Online learning is considered a central component and essential key for innovative university teaching [51,52]. For this reason, universities are increasingly relying on digital formats for learning as part of their training and further education. Many studies showed that online learning is available at a large number of universities, but these can vary considerably depending on the type, sponsorship, and size of the universities [53,54]. In recent years, online learning has been developed, tested, and used many times at universities of applied sciences [55]. In the last few decades, attempts have been made to promote the growth of online learning through a series of funding programs [56,57]. The advantages of using new educational technologies in university teaching are seen primarily in the development of new student groups through increased student flexibility in terms of time and space, financial savings, increased international competitiveness, and improved quality of university teaching [57]. Nevertheless, it must be pointed out that until today, the widespread use of media-based teaching in universities has not come true [52,58]. The dissemination of online learning in university teaching continues to face challenges, including in the areas of technological equipment, acceptance and willingness to innovate, legal management, and curricular integration [55,59].
Due to the COVID-19 pandemic, all educational institutions, including universities, were forced to switch to online teaching [11]. Previous teaching and learning formats had to be implemented exclusively online at short notice, which posed hurdles for many universities, teachers, and students [60]. Instead of a well-planned digital transformation, both students and teachers were confronted with many innovations and requirements within a very short period [61].
In recent years, universities of applied sciences have become a significant part of higher education. Unlike academic universities, universities of applied sciences generally have subjects in engineering, technology, agriculture and forestry, economics, finance, business administration, design, and nursing. The subjects are derived from the practice and there are usually no humanities subjects. The curriculum and its contents, apart from the necessary basic theories, are mostly application-oriented, with a fine classification of professions and a compact teaching schedule, focusing on training and improving students’ independent learning and practical hands-on skills [61]. Therefore, online learning at universities of applied sciences faces even greater challenges [60].
The teaching aim of universities of applied sciences is to meet the special needs of the industry, and set up subjects and courses mainly for the industry. It needs cooperation between universities of applied sciences and industry. One aim of this study is to sketch a picture of teaching and learning during the 2021–2022 academic year, from the perspective of the students of universities of applied sciences, and to identify factors that influence studying. Above all, currently relevant needs and recommendations for action for the design of university teaching are to be derived.

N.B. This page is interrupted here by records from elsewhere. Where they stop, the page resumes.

mod common;

use common::{lower_body, lower_body_clean, Ast, TestFacts};
use vbsharp::ast::cs;
use vbsharp::ast::vb::StmtKind;
use vbsharp::facts::TypeRef;

fn int_array(rank: u32) -> TypeRef {
    TypeRef::array(TypeRef::named("Integer"), rank)
}

#[test]
fn plain_resize_is_a_fresh_allocation() {
    // ReDim numArray(3)  →  numArray = new int[4];
    let ast = Ast::new();
    let (redim, target_id) = ast.redim("numArray", false, vec![ast.int(3)]);
    let facts = TestFacts::new().with_type(target_id, int_array(1));

    let stmts = lower_body_clean(&ast, vec![redim], &facts);
    assert_eq!(
        stmts,
        vec![cs::Stmt::Expr(cs::Expr::assign(
            cs::Expr::ident("numArray"),
            cs::Expr::NewArray { elem: cs::Type::named("int"), extents: vec![cs::Expr::int(4)] },
        ))]
    );
}

#[test]
fn erase_assigns_null() {
    let ast = Ast::new();
    let erase = ast.stmt(StmtKind::Erase { targets: vec![ast.ident("numArray")] });
    let stmts = lower_body_clean(&ast, vec![erase], &TestFacts::new());
    assert_eq!(
        stmts,
        vec![cs::Stmt::Expr(cs::Expr::assign(cs::Expr::ident("numArray"), cs::Expr::Null))]
    );
}

#[test]
fn preserving_resize_captures_allocates_and_guards_the_copy() {
    // ReDim Preserve numArray(5) on a 1-D array: capture old reference,
    // allocate length 6, copy min(6, old.Length) behind a null guard.
    let ast = Ast::new();
    let (redim, target_id) = ast.redim("numArray", true, vec![ast.int(5)]);
    let facts = TestFacts::new().with_type(target_id, int_array(1));

    let stmts = lower_body_clean(&ast, vec![redim], &facts);
    assert_eq!(stmts.len(), 3);

    assert_eq!(
        stmts[0],
        cs::Stmt::LocalDecl {
            ty: None,
            is_const: false,
            declarators: vec![cs::Declarator {
                name: "oldNumArray".into(),
                init: Some(cs::Expr::ident("numArray")),
            }],
        }
    );
    assert_eq!(
        stmts[1],
        cs::Stmt::Expr(cs::Expr::assign(
            cs::Expr::ident("numArray"),
            cs::Expr::NewArray { elem: cs::Type::named("int"), extents: vec![cs::Expr::int(6)] },
        ))
    );
    match &stmts[2] {
        cs::Stmt::If { condition, then_body, else_body } => {
            assert_eq!(*condition, cs::Expr::not_null(cs::Expr::ident("oldNumArray")));
            assert!(else_body.is_none());
            assert_eq!(
                then_body[0],
                cs::Stmt::Expr(cs::Expr::invoke_static(
                    "Array",
                    "Copy",
                    vec![
                        cs::Expr::ident("oldNumArray"),
                        cs::Expr::ident("numArray"),
                        cs::Expr::invoke_static(
                            "Math",
                            "Min",
                            vec![
                                cs::Expr::int(6),
                                cs::Expr::member(cs::Expr::ident("oldNumArray"), "Length"),
                            ],
                        ),
                    ],
                ))
            );
        }
        other => panic!("expected guarded copy, got {other:?}"),
    }
}

#[test]
fn preserving_resize_capture_names_are_unique_per_variable() {
    // Two preserves of different variables in one procedure.
    let ast = Ast::new();
    let (first, first_id) = ast.redim("numArray", true, vec![ast.int(5)]);
    let (second, second_id) = ast.redim("numArray2", true, vec![ast.int(5)]);
    let facts = TestFacts::new()
        .with_type(first_id, int_array(1))
        .with_type(second_id, int_array(1));

    let stmts = lower_body_clean(&ast, vec![first, second], &facts);
    assert_eq!(stmts.len(), 6);
    assert!(matches!(
        &stmts[0],
        cs::Stmt::LocalDecl { declarators, .. } if declarators[0].name == "oldNumArray"
    ));
    assert!(matches!(
        &stmts[3],
        cs::Stmt::LocalDecl { declarators, .. } if declarators[0].name == "oldNumArray2"
    ));
}

#[test]
fn repeated_preserve_of_one_variable_disambiguates_the_capture() {
    let ast = Ast::new();
    let (first, first_id) = ast.redim("a", true, vec![ast.int(5)]);
    let (second, second_id) = ast.redim("a", true, vec![ast.int(7)]);
    let facts = TestFacts::new()
        .with_type(first_id, int_array(1))
        .with_type(second_id, int_array(1));

    let stmts = lower_body_clean(&ast, vec![first, second], &facts);
    assert!(matches!(
        &stmts[0],
        cs::Stmt::LocalDecl { declarators, .. } if declarators[0].name == "oldA"
    ));
    assert!(matches!(
        &stmts[3],
        cs::Stmt::LocalDecl { declarators, .. } if declarators[0].name == "oldA1"
    ));
}

#[test]
fn rank_two_preserve_copies_row_by_row() {
    // ReDim Preserve y(6, 8): a flat bulk copy is invalid once the trailing
    // extent changes, so rows are copied with stride GetLength(1), both the
    // row count and the stride clamped to the smaller side.
    let ast = Ast::new();
    let (redim, target_id) = ast.redim("y", true, vec![ast.int(6), ast.int(8)]);
    let facts = TestFacts::new().with_type(target_id, int_array(2));

    let stmts = lower_body_clean(&ast, vec![redim], &facts);
    assert_eq!(stmts.len(), 3);
    assert!(matches!(
        &stmts[0],
        cs::Stmt::LocalDecl { declarators, .. } if declarators[0].name == "oldY"
    ));
    assert_eq!(
        stmts[1],
        cs::Stmt::Expr(cs::Expr::assign(
            cs::Expr::ident("y"),
            cs::Expr::NewArray {
                elem: cs::Type::named("int"),
                extents: vec![cs::Expr::int(7), cs::Expr::int(9)],
            },
        ))
    );

    let old = cs::Expr::ident("oldY");
    let target = cs::Expr::ident("y");
    let stride = |arr: &cs::Expr| {
        cs::Expr::invoke(cs::Expr::member(arr.clone(), "GetLength"), vec![cs::Expr::int(1)])
    };
    let rows = |arr: &cs::Expr| {
        cs::Expr::binary(cs::BinOp::Div, cs::Expr::member(arr.clone(), "Length"), stride(arr))
    };
    let expected_loop = cs::Stmt::For {
        init: cs::ForInit::Decl { ty: None, var: "i".into(), value: cs::Expr::int(0) },
        condition: cs::Expr::binary(
            cs::BinOp::LtEq,
            cs::Expr::ident("i"),
            cs::Expr::binary(
                cs::BinOp::Sub,
                cs::Expr::invoke_static("Math", "Min", vec![rows(&old), rows(&target)]),
                cs::Expr::int(1),
            ),
        ),
        update: cs::Expr::Increment(Box::new(cs::Expr::ident("i"))),
        body: vec![cs::Stmt::Expr(cs::Expr::invoke_static(
            "Array",
            "Copy",
            vec![
                old.clone(),
                cs::Expr::binary(cs::BinOp::Mul, cs::Expr::ident("i"), stride(&old)),
                target.clone(),
                cs::Expr::binary(cs::BinOp::Mul, cs::Expr::ident("i"), stride(&target)),
                cs::Expr::invoke_static("Math", "Min", vec![stride(&old), stride(&target)]),
            ],
        ))],
    };
    assert_eq!(
        stmts[2],
        cs::Stmt::If {
            condition: cs::Expr::not_null(old),
            then_body: vec![expected_loop],
            else_body: None,
        }
    );
}

#[test]
fn resize_without_type_facts_is_a_diagnostic() {
    let ast = Ast::new();
    let (redim, _) = ast.redim("mystery", true, vec![ast.int(5)]);
    let lowered = lower_body(&ast, vec![redim], &TestFacts::new());
    assert_eq!(lowered.diagnostics.len(), 1);
    assert!(lowered.diagnostics[0].message.contains("resolve_type"));
    assert!(matches!(lowered.stmts[0], cs::Stmt::Unsupported { .. }));
}

#[test]
fn resize_of_non_array_is_unsupported() {
    let ast = Ast::new();
    let (redim, target_id) = ast.redim("notArray", false, vec![ast.int(5)]);
    let facts = TestFacts::new().with_type(target_id, TypeRef::named("Integer"));
    let lowered = lower_body(&ast, vec![redim], &facts);
    assert_eq!(lowered.diagnostics.len(), 1);
    assert!(lowered.diagnostics[0].message.contains("not an array"));
}

#[test]
fn multiple_targets_expand_in_order() {
    // ReDim Preserve numArray(5), numArray2(5)
    let ast = Ast::new();
    let first_id = ast.fresh_id();
    let second_id = ast.fresh_id();
    let redim = ast.stmt(StmtKind::Redim {
        preserve: true,
        targets: vec![
            vbsharp::ast::vb::RedimTarget {
                id: first_id,
                span: vbsharp::Span::dummy(),
                target: ast.ident("numArray"),
                bounds: vec![ast.int(5)],
            },
            vbsharp::ast::vb::RedimTarget {
                id: second_id,
                span: vbsharp::Span::dummy(),
                target: ast.ident("numArray2"),
                bounds: vec![ast.int(5)],
            },
        ],
    });
    let facts = TestFacts::new()
        .with_type(first_id, int_array(1))
        .with_type(second_id, int_array(1));

    let stmts = lower_body_clean(&ast, vec![redim], &facts);
    // capture / allocate / guarded copy, twice.
    assert_eq!(stmts.len(), 6);
    assert!(matches!(
        &stmts[0],
        cs::Stmt::LocalDecl { declarators, .. } if declarators[0].name == "oldNumArray"
    ));
    assert!(matches!(
        &stmts[3],
        cs::Stmt::LocalDecl { declarators, .. } if declarators[0].name == "oldNumArray2"
    ));
}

It is therefore important to uncover relevant criteria for a successful and sustainable anchoring of online teaching and learning in universities of applied sciences. It is of interest to what extent the students of universities of applied sciences accepted and used online teaching and learning formats during the 2021–2022 academic year and which factors influenced them.

3. Methodology

3.1. Research Questions and Hypotheses

From the perspective of the students of universities of applied sciences, central conditions are to be identified that are necessary for the success of online learning [41,42]. Knowledge of such conditions for success is currently of enormous importance to enable all students to study in classes that can only take place online and to design them to be of high quality. It is important to research the background of a lack of student acceptance and low usage rates of online learning in universities of applied sciences [62,63]. In summary, it can be said that the use of online learning as an innovation in the field of education is confronted with various hurdles.

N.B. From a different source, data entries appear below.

//! The statement lowering engine.
//!
//! One strict document-order traversal per procedure body, dispatching each
//! statement kind to its lowering and composing the emitted target
//! statements. All traversal state (temporary names, implicit-receiver
//! frames, breakable constructs, the label table) is threaded explicitly
//! and lives for exactly one procedure.
//!
//! Failure policy: node-local failures become a placeholder statement plus
//! a diagnostic so one bad construct never aborts a whole file;
//! unresolved-label and internal-invariant failures abort the enclosing
//! procedure only.

pub mod scope;
pub mod types;
pub mod expr;
pub mod loops;
pub mod arrays;
pub mod switch;
pub mod exceptions;
pub mod interop;

use crate::ast::cs;
use crate::ast::vb::{self, Member, Procedure, StmtKind, Unit};
use crate::diagnostics::{Diagnostic, TranslateError};
use crate::facts::{self, SemanticFacts, SymbolKind};
use crate::CancelToken;

use self::expr::lower_expr;
use self::scope::{Breakable, LabelTable, NameAllocator, WithStack};
use self::types::{lower_type_ref, lower_type_syntax};

/// Result of lowering one procedure body.
#[derive(Debug)]
pub struct Lowered {
    pub stmts: Vec<cs::Stmt>,
    pub diagnostics: Vec<Diagnostic>,
}

/// Result of lowering a compilation unit.
#[derive(Debug)]
pub struct UnitLowered {
    pub members: Vec<LoweredMember>,
    pub diagnostics: Vec<Diagnostic>,
}

#[derive(Debug)]
pub enum LoweredMember {
    Procedure { name: String, body: Vec<cs::Stmt> },
    Extern(cs::ExternFunction),
}

/// Lower one procedure body. Returns `Err` only for procedure-fatal
/// failures (unresolved labels, internal invariant violations); everything
/// node-local is reported through the diagnostics list.
pub fn lower_procedure(
    proc: &Procedure,
    facts: &dyn SemanticFacts,
) -> Result<Lowered, TranslateError> {
    // Pre-pass: every label in the body is known before any statement is
    // lowered, so forward jumps resolve.
    let labels = LabelTable::collect(&proc.body);
    let names = NameAllocator::for_procedure(proc);

    let mut lw = Lowerer {
        facts,
        names,
        withs: WithStack::default(),
        breakables: Vec::new(),
        labels,
        diagnostics: Vec::new(),
        proc_body: &proc.body,
        is_iterator: proc.is_iterator,
    };
    let stmts = lw.lower_block(&proc.body)?;
    Ok(Lowered { stmts, diagnostics: lw.diagnostics })
}

/// Lower a whole unit. A procedure that fails fatally contributes its error
/// as a diagnostic and no member — a partially-lowered body is never
/// surfaced. Cancellation is honored between members.
pub fn lower_unit(
    unit: &Unit,
    facts: &dyn SemanticFacts,
    cancel: Option<&CancelToken>,
) -> Result<UnitLowered, TranslateError> {
    let mut members = Vec::with_capacity(unit.members.len());
    let mut diagnostics = Vec::new();

    for member in &unit.members {
        if cancel.is_some_and(CancelToken::is_cancelled) {
            return Err(TranslateError::Cancelled);
        }
        match member {
            Member::Procedure(proc) => match lower_procedure(proc, facts) {
                Ok(lowered) => {
                    diagnostics.extend(lowered.diagnostics);
                    members.push(LoweredMember::Procedure {
                        name: proc.name.node.clone(),
                        body: lowered.stmts,
                    });
                }
                Err(err) => diagnostics.push(Diagnostic::from_error(&err)),
            },
            Member::ExternDecl(decl) => match interop::lower_declare(decl, facts) {
                Ok(stub) => members.push(LoweredMember::Extern(stub)),
                Err(err) => diagnostics.push(Diagnostic::from_error(&err)),
            },
        }
    }
    Ok(UnitLowered { members, diagnostics })
}

/// Traversal state for one procedure body.
pub(crate) struct Lowerer<'a> {
    pub(crate) facts: &'a dyn SemanticFacts,
    pub(crate) names: NameAllocator,
    pub(crate) withs: WithStack,
    pub(crate) breakables: Vec<Breakable>,
    pub(crate) labels: LabelTable,
    pub(crate) diagnostics: Vec<Diagnostic>,
    /// Top-level statements of the procedure, for the
    /// definite-assignment-before-read scan.
    proc_body: &'a [vb::Stmt],
    pub(crate) is_iterator: bool,
}

impl<'a> Lowerer<'a> {
    pub(crate) fn lower_block(
        &mut self,
        stmts: &[vb::Stmt],
    ) -> Result<Vec<cs::Stmt>, TranslateError> {
        let mut out = Vec::new();
        for stmt in stmts {
            match self.lower_stmt(stmt) {
                Ok(lowered) => out.extend(lowered),
                Err(err) if err.is_procedure_fatal() => return Err(err),
                Err(err) => {
                    self.diagnostics.push(Diagnostic::from_error(&err));
                    out.push(cs::Stmt::Unsupported { note: err.to_string() });
                }
            }
        }
        Ok(out)
    }

    fn lower_stmt(&mut self, stmt: &vb::Stmt) -> Result<Vec<cs::Stmt>, TranslateError> {
        match &stmt.kind {
            StmtKind::Local { declarators, is_const } => {
                self.lower_local(stmt, declarators, *is_const)
            }
            StmtKind::Assign { target, op, value } => {
                let target = lower_expr(self, target)?;
                let value = lower_expr(self, value)?;
                let op = match op {
                    vb::AssignOp::Assign => cs::AssignOp::Assign,
                    vb::AssignOp::Add | vb::AssignOp::Concat => cs::AssignOp::Add,
                    vb::AssignOp::Sub => cs::AssignOp::Sub,
                    vb::AssignOp::Mul => cs::AssignOp::Mul,
                    vb::AssignOp::Div => cs::AssignOp::Div,
                };
                Ok(vec![cs::Stmt::Expr(cs::Expr::Assign {
                    target: Box::new(target),
                    op,
                    value: Box::new(value),
                })])
            }
            StmtKind::ExprStmt(e) => Ok(vec![cs::Stmt::Expr(lower_expr(self, e)?)]),
            StmtKind::If { branches, else_body } => {
                switch::lower_if(self, branches, else_body.as_deref())
            }
            StmtKind::Select { discriminant, sections, else_section } => {
                switch::lower_select(self, stmt, discriminant, sections, else_section.as_deref())
            }
            StmtKind::ForNext { control, from, to, step, body } => {
                loops::lower_for_next(self, stmt, control, from, to, step.as_ref(), body)
            }
            StmtKind::ForEach { control, iterable, body } => {
                loops::lower_for_each(self, stmt, control, iterable, body)
            }
            StmtKind::While { condition, body } => loops::lower_while(self, condition, body),
            StmtKind::DoLoop { condition, body } => {
                loops::lower_do_loop(self, condition.as_ref(), body)
            }
            StmtKind::With { receiver, body } => self.lower_with(receiver, body),
            StmtKind::Try { body, catches, finally } => {
                exceptions::lower_try(self, stmt, body, catches, finally.as_deref())
            }
            StmtKind::Throw(value) => exceptions::lower_throw(self, value.as_ref()),
            StmtKind::Label(name) => Ok(vec![cs::Stmt::Labeled(name.node.clone())]),
            StmtKind::Goto(name) => match self.labels.resolve(&name.node) {
                Some(canonical) => Ok(vec![cs::Stmt::Goto(canonical.to_string())]),
                None => Err(TranslateError::ambiguous_label(&name.node, stmt.id, stmt.span)),
            },
            StmtKind::Redim { preserve, targets } => arrays::lower_redim(self, *preserve, targets),
            StmtKind::Erase { targets } => arrays::lower_erase(self, targets),
            StmtKind::Yield(value) => {
                Ok(vec![cs::Stmt::YieldReturn(lower_expr(self, value)?)])
            }
            StmtKind::Return(value) => match value {
                Some(value) => Ok(vec![cs::Stmt::Return(Some(lower_expr(self, value)?))]),
                // A bare return inside an iterator ends the sequence.
                None if self.is_iterator => Ok(vec![cs::Stmt::YieldBreak]),
                None => Ok(vec![cs::Stmt::Return(None)]),
            },
            StmtKind::SyncLock { object, body } => {
                let object = lower_expr(self, object)?;
                let body = self.lower_block(body)?;
                Ok(vec![cs::Stmt::Lock { object, body }])
            }
            StmtKind::AddHandler { event, handler } => {
                self.lower_handler(event, handler, cs::AssignOp::Add)
            }
            StmtKind::RemoveHandler { event, handler } => {
                self.lower_handler(event, handler, cs::AssignOp::Sub)
            }
            StmtKind::Exit(kind) => loops::lower_exit(self, stmt, *kind),
            StmtKind::Continue(kind) => loops::lower_continue(self, stmt, *kind),
            StmtKind::End => Ok(vec![cs::Stmt::Expr(cs::Expr::invoke_static(
                "Environment",
                "Exit",
                vec![cs::Expr::int(0)],
            ))]),
            StmtKind::Stop => Ok(vec![cs::Stmt::Expr(cs::Expr::invoke_static(
                "Debugger",
                "Break",
                vec![],
            ))]),
            StmtKind::ExternDecl(decl) => Ok(vec![cs::Stmt::ExternFunction(
                interop::lower_declare(decl, self.facts)?,
            )]),
        }
    }

    /// `Dim`/`Const` statements: one target declaration per declarator.
    /// Declarators with inline array bounds allocate; declarators without
    /// an initializer get a `default(T)` one unless the variable is
    /// definitely assigned before it is read.
    fn lower_local(
        &mut self,
        stmt: &vb::Stmt,
        declarators: &[vb::Declarator],
        is_const: bool,
    ) -> Result<Vec<cs::Stmt>, TranslateError> {
        let mut out = Vec::new();
        for d in declarators {
            if let Some(bounds) = &d.array_bounds {
                let elem = match &d.ty {
                    Some(t) => lower_type_syntax(t, d.id, stmt.span, self.facts)?,
                    None => self.resolved_array_elem(d, stmt)?,
                };
                let rank = bounds.len() as u32;
                let init = arrays::alloc_from_bounds(self, elem.clone(), bounds)?;
                out.push(cs::Stmt::LocalDecl {
                    ty: Some(cs::Type::array(elem, rank)),
                    is_const,
                    declarators: vec![cs::Declarator {
                        name: d.name.node.clone(),
                        init: Some(init),
                    }],
                });
                continue;
            }

            let (ty, init) = match (&d.ty, &d.init) {
                (None, Some(init)) => (None, Some(lower_expr(self, init)?)),
                (Some(t), Some(init)) => {
                    let ty = lower_type_syntax(t, d.id, stmt.span, self.facts)?;
                    (Some(ty), Some(lower_expr(self, init)?))
                }
                (declared, None) => {
                    let ty = match declared {
                        Some(t) => lower_type_syntax(t, d.id, stmt.span, self.facts)?,
                        None => {
                            let resolved = self.facts.resolve_type(d.id).ok_or_else(|| {
                                TranslateError::missing_fact(
                                    format!("resolve_type({})", d.name.node),
                                    d.id,
                                    stmt.span,
                                )
                            })?;
                            lower_type_ref(&resolved, d.id, self.facts)
                        }
                    };
                    let init = if is_const || self.definitely_assigned(&d.name.node) {
                        None
                    } else {
                        // Conservative: a redundant default initializer is
                        // always safe, a missing one never is.
                        Some(cs::Expr::Default(ty.clone()))
                    };
                    (Some(ty), init)
                }
            };
            out.push(cs::Stmt::LocalDecl {
                ty,
                is_const,
                declarators: vec![cs::Declarator { name: d.name.node.clone(), init }],
            });
        }
        Ok(out)
    }

    fn resolved_array_elem(
        &mut self,
        d: &vb::Declarator,
        stmt: &vb::Stmt,
    ) -> Result<cs::Type, TranslateError> {
        let resolved = self.facts.resolve_type(d.id).ok_or_else(|| {
            TranslateError::missing_fact(format!("resolve_type({})", d.name.node), d.id, stmt.span)
        })?;
        match resolved.element() {
            Some((elem, _)) => Ok(lower_type_ref(elem, d.id, self.facts)),
            None => Err(TranslateError::unsupported(
                format!("'{}' declares array bounds but is not array-typed", d.name.node),
                d.id,
                stmt.span,
            )),
        }
    }

    fn definitely_assigned(&self, name: &str) -> bool {
        facts::is_definitely_assigned_before_read(name, self.proc_body, self.facts)
    }

    /// Implicit-receiver block. A side-effect-free simple reference is
    /// reused as the frame receiver; anything else is captured once in a
    /// `withBlock` temporary so the receiver is evaluated exactly once no
    /// matter how many member accesses route through it.
    fn lower_with(
        &mut self,
        receiver: &vb::Expr,
        body: &[vb::Stmt],
    ) -> Result<Vec<cs::Stmt>, TranslateError> {
        let receiver_cs = lower_expr(self, receiver)?;

        let simple = matches!(receiver.kind, vb::ExprKind::Ident(_))
            && self
                .facts
                .symbol_kind_of(receiver.id)
                .is_some_and(SymbolKind::is_side_effect_free);

        if simple {
            self.withs.push(receiver_cs);
            let body_cs = self.lower_block(body);
            self.withs.pop();
            return body_cs;
        }

        let temp = self.names.fresh("withBlock");
        let decl = cs::Stmt::LocalDecl {
            ty: None,
            is_const: false,
            declarators: vec![cs::Declarator { name: temp.clone(), init: Some(receiver_cs) }],
        };
        self.withs.push(cs::Expr::ident(temp));
        let body_cs = self.lower_block(body);
        self.withs.pop();

        let mut block = vec![decl];
        block.extend(body_cs?);
        Ok(vec![cs::Stmt::Block(block)])
    }

    fn lower_handler(
        &mut self,
        event: &vb::Expr,
        handler: &vb::Expr,
        op: cs::AssignOp,
    ) -> Result<Vec<cs::Stmt>, TranslateError> {
        let event = lower_expr(self, event)?;
        let handler = lower_expr(self, handler)?;
        Ok(vec![cs::Stmt::Expr(cs::Expr::Assign {
            target: Box::new(event),
            op,
            value: Box::new(handler),
        })])
    }
}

The aim of this paper is, therefore, firstly to provide a description of the teaching and learning situation in the post-COVID era in China. The investigated question is whether the COVID-19 pandemic has already caused changes in university teaching at this point. Second, the paper tries to understand the willingness, acceptance, and use of online learning from the perspective of the students of universities of applied sciences in China. As a result, the following research questions were examined in more detail in this study. How did the students evaluate the post-COVID era, which was still influenced by the COVID-19 pandemic? What are the conditions for the success of online learning from the students’ perspectives? What suggestions can be made for universities of applied sciences in China?

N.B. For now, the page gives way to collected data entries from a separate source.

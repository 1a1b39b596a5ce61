//! Type-syntax lowering. Well-known source type names map straight to the
//! target's predefined keywords; anything else needs the facts provider to
//! resolve a type and render its minimal display name in context.

use crate::ast::cs;
use crate::ast::vb::TypeSyntax;
use crate::diagnostics::TranslateError;
use crate::facts::{SemanticFacts, TypeRef};
use crate::span::{NodeId, Span};

/// Predefined keyword for a well-known source type name, if any.
pub fn predefined_name(source: &str) -> Option<&'static str> {
    let name = match source.to_ascii_lowercase().as_str() {
        "boolean" => "bool",
        "byte" => "byte",
        "sbyte" => "sbyte",
        "short" => "short",
        "ushort" => "ushort",
        "integer" => "int",
        "uinteger" => "uint",
        "long" => "long",
        "ulong" => "ulong",
        "single" => "float",
        "double" => "double",
        "decimal" => "decimal",
        "char" => "char",
        "string" => "string",
        "object" => "object",
        "date" => "DateTime",
        _ => return None,
    };
    Some(name)
}

/// Lower written type syntax. `node`/`span` identify the owning source node
/// for fact lookups and failure reporting.
pub fn lower_type_syntax(
    ty: &TypeSyntax,
    node: NodeId,
    span: Span,
    facts: &dyn SemanticFacts,
) -> Result<cs::Type, TranslateError> {
    match ty {
        TypeSyntax::Named(name) => {
            if let Some(predefined) = predefined_name(name) {
                return Ok(cs::Type::named(predefined));
            }
            let resolved = facts
                .resolve_type(node)
                .ok_or_else(|| TranslateError::missing_fact(format!("resolve_type({name})"), node, span))?;
            Ok(lower_type_ref(&resolved, node, facts))
        }
        TypeSyntax::Array { elem, rank } => {
            let elem = lower_type_syntax(elem, node, span, facts)?;
            Ok(cs::Type::array(elem, *rank))
        }
    }
}

/// Lower a resolved type to target type syntax using the provider's
/// minimal display name for named types.
pub fn lower_type_ref(ty: &TypeRef, context: NodeId, facts: &dyn SemanticFacts) -> cs::Type {
    match ty {
        TypeRef::Named { name, nullable } => {
            let display = predefined_name(name)
                .map(str::to_string)
                .unwrap_or_else(|| facts.minimal_display_name(ty, context));
            if *nullable {
                cs::Type::named(format!("{display}?"))
            } else {
                cs::Type::named(display)
            }
        }
        TypeRef::Array { elem, rank } => {
            cs::Type::array(lower_type_ref(elem, context, facts), *rank)
        }
    }
}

A hypothesis is a statement of fact, or a concept that is made for the sake of debate and then evaluated to see if it is correct [64]. Apart from a basic background assessment, the hypothesis is established using the scientific method before any relevant research is conducted [65]. The following hypotheses result from the literature review [48,66,67] and research questions: During the post-COVID era, more time was spent on university courses than in previous academic years (H1). Students prefer asynchronous online learning formats over synchronous ones (H2). Students prefer to study at specific times set by the teacher than at individual times set by themselves (H3). Students prefer to study alone than in groups (H4). Study characteristics are related to the acceptance and usage behaviour of online learning formats (H5). The socio-economic situation of students is related to the acceptance and usage behaviour of online learning formats (H6). The better the organisational design of online learning, the higher the acceptance and use by students (H7). The better the didactic design of online learning, the higher the acceptance and use by students (H8).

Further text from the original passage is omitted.